Sr. Associate of Logistics / Supply Chain - International (Must live in Germany or Switzerland)
Cabaletta Bio · All, MO · 3 wk ago
RemoteRemoteManagementFull-time
About the role
The Logistics / Supply Chain Associate International plays a critical role in supporting Cabaletta’s global “vein-to-vein” supply chain operations, with a strong focus on international logistics execution, trade compliance support, and vendor coordination.
Responsibilities
- Coordinate and oversee end-to-end international shipments (apheresis, drug product, intermediates).
- Ensure full compliance with chain-of-identity (COI) and chain-of-custody (COC) requirements.
- Prepare, review, and validate shipping and customs documentation (commercial invoices, HS codes, import/export documentation).
- Act as primary operational point of contact for couriers, customs brokers, clinical sites, and manufacturing partners.
- Monitor shipment status in real time and proactively manage risks, delays, and contingencies.
- Support implementation and execution of international trade compliance processes.
- Aid in HS code classification, country of origin determination, and Incoterm selection.
- Support Importer/Exporter of Record (IOR/EOR) processes and documentation requirements.
- Ensure audit-ready documentation and support inspections as required.
- Identify and escalate potential compliance risks or deviations.
- Cook up operational interactions with logistics providers, CDMOs, and cryopreservation partners.
- Track and report vendor performance (e.g., on-time delivery, deviations, responsiveness).
- Support issue resolution and escalation management.
- Assist in onboarding and qualification of new logistics vendors.

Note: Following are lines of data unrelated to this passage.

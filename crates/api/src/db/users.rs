//! User / auth query builders.

use sea_query::{Asterisk, Expr, Func, Order, Query, SqliteQueryBuilder};

use super::Built;
use super::tables::{Instituicoes, RefreshTokens, Users};

// ── Columns ────────────────────────────────────────────────────────────────

/// Column order: id, instituicao_id, email, nome, role, numero_identificacao,
/// telefone, ativo, must_change_password, created_at.
fn user_columns(q: &mut sea_query::SelectStatement) -> &mut sea_query::SelectStatement {
    q.column((Users::Table, Users::Id))
        .column((Users::Table, Users::InstituicaoId))
        .column((Users::Table, Users::Email))
        .column((Users::Table, Users::Nome))
        .column((Users::Table, Users::Role))
        .column((Users::Table, Users::NumeroIdentificacao))
        .column((Users::Table, Users::Telefone))
        .column((Users::Table, Users::Ativo))
        .column((Users::Table, Users::MustChangePassword))
        .column((Users::Table, Users::CreatedAt))
}

// ── User lookups ───────────────────────────────────────────────────────────

/// Find user by id, regardless of tenant (for `/auth/me`).
pub fn get_by_id(user_id: &str) -> Built {
    let mut q = Query::select().to_owned();
    user_columns(&mut q);
    q.from(Users::Table)
        .and_where(Expr::col(Users::Id).eq(user_id))
        .build(SqliteQueryBuilder)
}

/// Find a user that belongs to the given institution.
pub fn get_in_tenant(instituicao_id: &str, user_id: &str) -> Built {
    let mut q = Query::select().to_owned();
    user_columns(&mut q);
    q.from(Users::Table)
        .and_where(Expr::col(Users::Id).eq(user_id))
        .and_where(Expr::col(Users::InstituicaoId).eq(instituicao_id))
        .build(SqliteQueryBuilder)
}

/// User columns followed by `password_hash`.
pub fn get_by_email_for_login(email: &str) -> Built {
    let mut q = Query::select().to_owned();
    user_columns(&mut q);
    q.column(Users::PasswordHash)
        .from(Users::Table)
        .and_where(Expr::col(Users::Email).eq(email))
        .build(SqliteQueryBuilder)
}

/// Returns id, nome, role, instituicao_id, ativo, and the institution's
/// ativo flag (NULL for global accounts).
pub fn get_auth_context(user_id: &str) -> Built {
    Query::select()
        .column((Users::Table, Users::Id))
        .column((Users::Table, Users::Nome))
        .column((Users::Table, Users::Role))
        .column((Users::Table, Users::InstituicaoId))
        .column((Users::Table, Users::Ativo))
        .column((Instituicoes::Table, Instituicoes::Ativo))
        .from(Users::Table)
        .left_join(
            Instituicoes::Table,
            Expr::col((Instituicoes::Table, Instituicoes::Id))
                .equals((Users::Table, Users::InstituicaoId)),
        )
        .and_where(Expr::col((Users::Table, Users::Id)).eq(user_id))
        .build(SqliteQueryBuilder)
}

/// Check email existence.
pub fn email_exists(email: &str) -> Built {
    Query::select()
        .expr(Expr::expr(Func::count(Expr::col(Asterisk))).gt(0))
        .from(Users::Table)
        .and_where(Expr::col(Users::Email).eq(email))
        .build(SqliteQueryBuilder)
}

/// Does any super admin exist yet?
pub fn super_admin_exists() -> Built {
    Query::select()
        .expr(Expr::expr(Func::count(Expr::col(Asterisk))).gt(0))
        .from(Users::Table)
        .and_where(Expr::col(Users::Role).eq("SUPER_ADMIN"))
        .build(SqliteQueryBuilder)
}

pub fn list(instituicao_id: &str, role: Option<&str>) -> Built {
    let mut q = Query::select().to_owned();
    user_columns(&mut q);
    q.from(Users::Table)
        .and_where(Expr::col(Users::InstituicaoId).eq(instituicao_id));
    if let Some(role) = role {
        q.and_where(Expr::col(Users::Role).eq(role));
    }
    q.order_by(Users::Nome, Order::Asc)
        .build(SqliteQueryBuilder)
}

/// Role of a user inside a tenant (returns role).
pub fn get_role(instituicao_id: &str, user_id: &str) -> Built {
    Query::select()
        .column(Users::Role)
        .from(Users::Table)
        .and_where(Expr::col(Users::Id).eq(user_id))
        .and_where(Expr::col(Users::InstituicaoId).eq(instituicao_id))
        .build(SqliteQueryBuilder)
}

// ── User writes ────────────────────────────────────────────────────────────

pub struct NewUser<'a> {
    pub id: &'a str,
    pub instituicao_id: Option<&'a str>,
    pub email: &'a str,
    pub nome: &'a str,
    pub role: &'a str,
    pub password_hash: &'a str,
    pub numero_identificacao: Option<&'a str>,
    pub telefone: Option<&'a str>,
    pub must_change_password: bool,
}

pub fn insert(u: &NewUser<'_>) -> Built {
    Query::insert()
        .into_table(Users::Table)
        .columns([
            Users::Id,
            Users::InstituicaoId,
            Users::Email,
            Users::Nome,
            Users::Role,
            Users::PasswordHash,
            Users::NumeroIdentificacao,
            Users::Telefone,
            Users::MustChangePassword,
        ])
        .values_panic([
            u.id.into(),
            u.instituicao_id.map(|s| s.to_string()).into(),
            u.email.into(),
            u.nome.into(),
            u.role.into(),
            u.password_hash.into(),
            u.numero_identificacao.map(|s| s.to_string()).into(),
            u.telefone.map(|s| s.to_string()).into(),
            u.must_change_password.into(),
        ])
        .build(SqliteQueryBuilder)
}

/// Get the stored password hash for a user.
pub fn get_password_hash(user_id: &str) -> Built {
    Query::select()
        .column(Users::PasswordHash)
        .from(Users::Table)
        .and_where(Expr::col(Users::Id).eq(user_id))
        .build(SqliteQueryBuilder)
}

/// Update password and clear the forced-change flag.
pub fn update_password(user_id: &str, password_hash: &str) -> Built {
    Query::update()
        .table(Users::Table)
        .value(Users::PasswordHash, password_hash)
        .value(Users::MustChangePassword, false)
        .and_where(Expr::col(Users::Id).eq(user_id))
        .build(SqliteQueryBuilder)
}

pub fn set_ativo(instituicao_id: &str, user_id: &str, ativo: bool) -> Built {
    Query::update()
        .table(Users::Table)
        .value(Users::Ativo, ativo)
        .and_where(Expr::col(Users::Id).eq(user_id))
        .and_where(Expr::col(Users::InstituicaoId).eq(instituicao_id))
        .build(SqliteQueryBuilder)
}

// ── Refresh tokens ─────────────────────────────────────────────────────────

pub fn insert_refresh_token(id: &str, user_id: &str, token_hash: &str, expires_at: &str) -> Built {
    Query::insert()
        .into_table(RefreshTokens::Table)
        .columns([
            RefreshTokens::Id,
            RefreshTokens::UserId,
            RefreshTokens::TokenHash,
            RefreshTokens::ExpiresAt,
        ])
        .values_panic([
            id.into(),
            user_id.into(),
            token_hash.into(),
            expires_at.into(),
        ])
        .build(SqliteQueryBuilder)
}

/// Returns user_id, expires_at.
pub fn get_refresh_token(token_hash: &str) -> Built {
    Query::select()
        .columns([RefreshTokens::UserId, RefreshTokens::ExpiresAt])
        .from(RefreshTokens::Table)
        .and_where(Expr::col(RefreshTokens::TokenHash).eq(token_hash))
        .build(SqliteQueryBuilder)
}

pub fn delete_refresh_token(token_hash: &str) -> Built {
    Query::delete()
        .from_table(RefreshTokens::Table)
        .and_where(Expr::col(RefreshTokens::TokenHash).eq(token_hash))
        .build(SqliteQueryBuilder)
}

/// Revoke every session of a user (password change, deactivation).
pub fn delete_refresh_tokens_for_user(user_id: &str) -> Built {
    Query::delete()
        .from_table(RefreshTokens::Table)
        .and_where(Expr::col(RefreshTokens::UserId).eq(user_id))
        .build(SqliteQueryBuilder)
}

#[cfg(test)]
mod tests {
    use super::*;

    #[test]
    fn tenant_lookup_filters_by_institution() {
        let (sql, values) = get_in_tenant("inst-1", "user-1");
        assert!(sql.contains(r#""instituicao_id" = ?"#));
        assert_eq!(values.0.len(), 2);
    }

    #[test]
    fn list_adds_role_filter_only_when_given() {
        let (all, _) = list("inst-1", None);
        let (filtered, values) = list("inst-1", Some("ALUNO"));
        assert!(!all.contains(r#""role" = ?"#));
        assert!(filtered.contains(r#""role" = ?"#));
        assert_eq!(values.0.len(), 2);
    }
}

- Support treatment center readiness by ensuring shipping lanes and documentation processes are in place.
- Cook up scheduling of patient-related shipments across stakeholders.

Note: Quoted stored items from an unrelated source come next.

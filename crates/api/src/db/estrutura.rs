//! Classes, cursos and disciplinas.

use sea_query::{Asterisk, Expr, Func, Order, Query, SqliteQueryBuilder};

use super::Built;
use super::tables::{Classes, Cursos, Disciplinas};

// ── Classes ────────────────────────────────────────────────────────────────

pub fn insert_classe(instituicao_id: &str, id: &str, nome: &str, nivel: i32) -> Built {
    Query::insert()
        .into_table(Classes::Table)
        .columns([Classes::Id, Classes::InstituicaoId, Classes::Nome, Classes::Nivel])
        .values_panic([id.into(), instituicao_id.into(), nome.into(), nivel.into()])
        .build(SqliteQueryBuilder)
}

/// Column order: id, nome, nivel.
pub fn list_classes(instituicao_id: &str) -> Built {
    Query::select()
        .columns([Classes::Id, Classes::Nome, Classes::Nivel])
        .from(Classes::Table)
        .and_where(Expr::col(Classes::InstituicaoId).eq(instituicao_id))
        .order_by(Classes::Nivel, Order::Asc)
        .build(SqliteQueryBuilder)
}

pub fn classe_exists(instituicao_id: &str, id: &str) -> Built {
    Query::select()
        .expr(Expr::expr(Func::count(Expr::col(Asterisk))).gt(0))
        .from(Classes::Table)
        .and_where(Expr::col(Classes::Id).eq(id))
        .and_where(Expr::col(Classes::InstituicaoId).eq(instituicao_id))
        .build(SqliteQueryBuilder)
}

// ── Cursos ─────────────────────────────────────────────────────────────────

pub fn insert_curso(
    instituicao_id: &str,
    id: &str,
    nome: &str,
    codigo: &str,
    duracao_anos: i32,
) -> Built {
    Query::insert()
        .into_table(Cursos::Table)
        .columns([
            Cursos::Id,
            Cursos::InstituicaoId,
            Cursos::Nome,
            Cursos::Codigo,
            Cursos::DuracaoAnos,
        ])
        .values_panic([
            id.into(),
            instituicao_id.into(),
            nome.into(),
            codigo.into(),
            duracao_anos.into(),
        ])
        .build(SqliteQueryBuilder)
}

/// Column order: id, nome, codigo, duracao_anos.
pub fn list_cursos(instituicao_id: &str) -> Built {
    Query::select()
        .columns([Cursos::Id, Cursos::Nome, Cursos::Codigo, Cursos::DuracaoAnos])
        .from(Cursos::Table)
        .and_where(Expr::col(Cursos::InstituicaoId).eq(instituicao_id))
        .order_by(Cursos::Nome, Order::Asc)
        .build(SqliteQueryBuilder)
}

pub fn curso_exists(instituicao_id: &str, id: &str) -> Built {
    Query::select()
        .expr(Expr::expr(Func::count(Expr::col(Asterisk))).gt(0))
        .from(Cursos::Table)
        .and_where(Expr::col(Cursos::Id).eq(id))
        .and_where(Expr::col(Cursos::InstituicaoId).eq(instituicao_id))
        .build(SqliteQueryBuilder)
}

// ── Disciplinas ────────────────────────────────────────────────────────────

pub struct NewDisciplina<'a> {
    pub id: &'a str,
    pub nome: &'a str,
    pub codigo: &'a str,
    pub carga_horaria: i64,
    pub classe_id: Option<&'a str>,
    pub curso_id: Option<&'a str>,
}

pub fn insert_disciplina(instituicao_id: &str, d: &NewDisciplina<'_>) -> Built {
    Query::insert()
        .into_table(Disciplinas::Table)
        .columns([
            Disciplinas::Id,
            Disciplinas::InstituicaoId,
            Disciplinas::Nome,
            Disciplinas::Codigo,
            Disciplinas::CargaHoraria,
            Disciplinas::ClasseId,
            Disciplinas::CursoId,
        ])
        .values_panic([
            d.id.into(),
            instituicao_id.into(),
            d.nome.into(),
            d.codigo.into(),
            d.carga_horaria.into(),
            d.classe_id.map(|s| s.to_string()).into(),
            d.curso_id.map(|s| s.to_string()).into(),
        ])
        .build(SqliteQueryBuilder)
}

/// Column order: id, nome, codigo, carga_horaria, classe_id, curso_id.
fn disciplina_columns(q: &mut sea_query::SelectStatement) -> &mut sea_query::SelectStatement {
    q.columns([
        Disciplinas::Id,
        Disciplinas::Nome,
        Disciplinas::Codigo,
        Disciplinas::CargaHoraria,
        Disciplinas::ClasseId,
        Disciplinas::CursoId,
    ])
}

pub fn list_disciplinas(instituicao_id: &str) -> Built {
    let mut q = Query::select().to_owned();
    disciplina_columns(&mut q);
    q.from(Disciplinas::Table)
        .and_where(Expr::col(Disciplinas::InstituicaoId).eq(instituicao_id))
        .order_by(Disciplinas::Nome, Order::Asc)
        .build(SqliteQueryBuilder)
}

pub fn get_disciplina(instituicao_id: &str, id: &str) -> Built {
    let mut q = Query::select().to_owned();
    disciplina_columns(&mut q);
    q.from(Disciplinas::Table)
        .and_where(Expr::col(Disciplinas::Id).eq(id))
        .and_where(Expr::col(Disciplinas::InstituicaoId).eq(instituicao_id))
        .build(SqliteQueryBuilder)
}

- Ensure supply chain execution aligns with clinical timelines and patient needs.
- Maintain accurate and audit-ready records for shipment documentation, inventories, and vendor interactions.

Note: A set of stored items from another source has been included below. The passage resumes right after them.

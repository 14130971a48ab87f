//! DSICOLA domain rules.
//!
//! Everything here is pure: no I/O, no clock. Callers pass the current date
//! and the relevant records in, and get a decision or a computed value out.

/// Declares a closed set of values stored as upper-case text in the database
/// and on the wire, with `as_str`, `Display` and `FromStr`.
macro_rules! text_enum {
    (
        $(#[$meta:meta])*
        $vis:vis enum $name:ident {
            $( $(#[$vmeta:meta])* $variant:ident => $text:literal ),+ $(,)?
        }
    ) => {
        $(#[$meta])*
        #[derive(Debug, Clone, Copy, PartialEq, Eq, Hash, serde::Serialize, serde::Deserialize)]
        $vis enum $name {
            $( $(#[$vmeta])* #[serde(rename = $text)] $variant ),+
        }

        impl $name {
            pub const ALL: &'static [$name] = &[$($name::$variant),+];

            pub fn as_str(&self) -> &'static str {
                match self {
                    $( $name::$variant => $text ),+
                }
            }
        }

        impl std::fmt::Display for $name {
            fn fmt(&self, f: &mut std::fmt::Formatter<'_>) -> std::fmt::Result {
                f.write_str(self.as_str())
            }
        }

        impl std::str::FromStr for $name {
            type Err = $crate::RuleError;

            fn from_str(s: &str) -> Result<Self, Self::Err> {
                match s {
                    $( $text => Ok($name::$variant), )+
                    other => Err($crate::RuleError::invalid(
                        stringify!($name),
                        format!("unknown value '{other}'"),
                    )),
                }
            }
        }
    };
}

pub mod academic;
pub mod access;
pub mod attendance;
pub mod documents;
pub mod enrollment;
pub mod error;
pub mod finance;
pub mod grading;
pub mod library;
pub mod payroll;
pub mod plano;

pub use error::RuleError;

#[cfg(any(test, feature = "testing"))]
pub mod testing;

- Support development and continuous improvement of supply chain tools and tracking systems (e.g., ERP, visibility platforms).
- Analyze logistics data to identify trends, risks, and improvement opportunities.
- Support investigation of shipment deviations, temperature excursions, and documentation discrepancies.
- Document and track CAPAs in collaboration with Quality teams.
- Identify recurring issues and support implementation of mitigation plans.
Qualifications
- Bachelor’s degree in Supply Chain, Business, Life Sciences, or a related field; equivalent or relevant higher education will also be considered
- 3–6 years of experience in logistics or supply chain within the pharmaceutical or biotechnology industry.
- Experience managing international shipments and related documentation.
- Strong organizational skills with high attention to detail.
- Excellent communication skills across internal and external stakeholders.
- Conversational proficiency in English and at least one additional EU language (e.g. German, French, Italian, or Spanish)
Preferred
- Experience in cell and gene therapy or advanced therapy supply chains.
- Exposure to cryogenic (LN2 / ultra-low temperature) logistics.
- Basic understanding of trade compliance concepts (HS codes, Incoterms, import/export processes).
- Experience working with specialized 3PL providers (e.g., Cryoport, World Courier, Marken).
- Experience supporting cross-border operations (EU, US, or global clinical supply chains).
Personal Attributes
- Hightly detail-oriented with strong ownership mindset.
- Able to operate independently in a fast-paced and high-stakes environment.
- Strong problem-solving skills with proactive risk management approach.
- Collaborative team player with ability to align cross-functional stakeholders.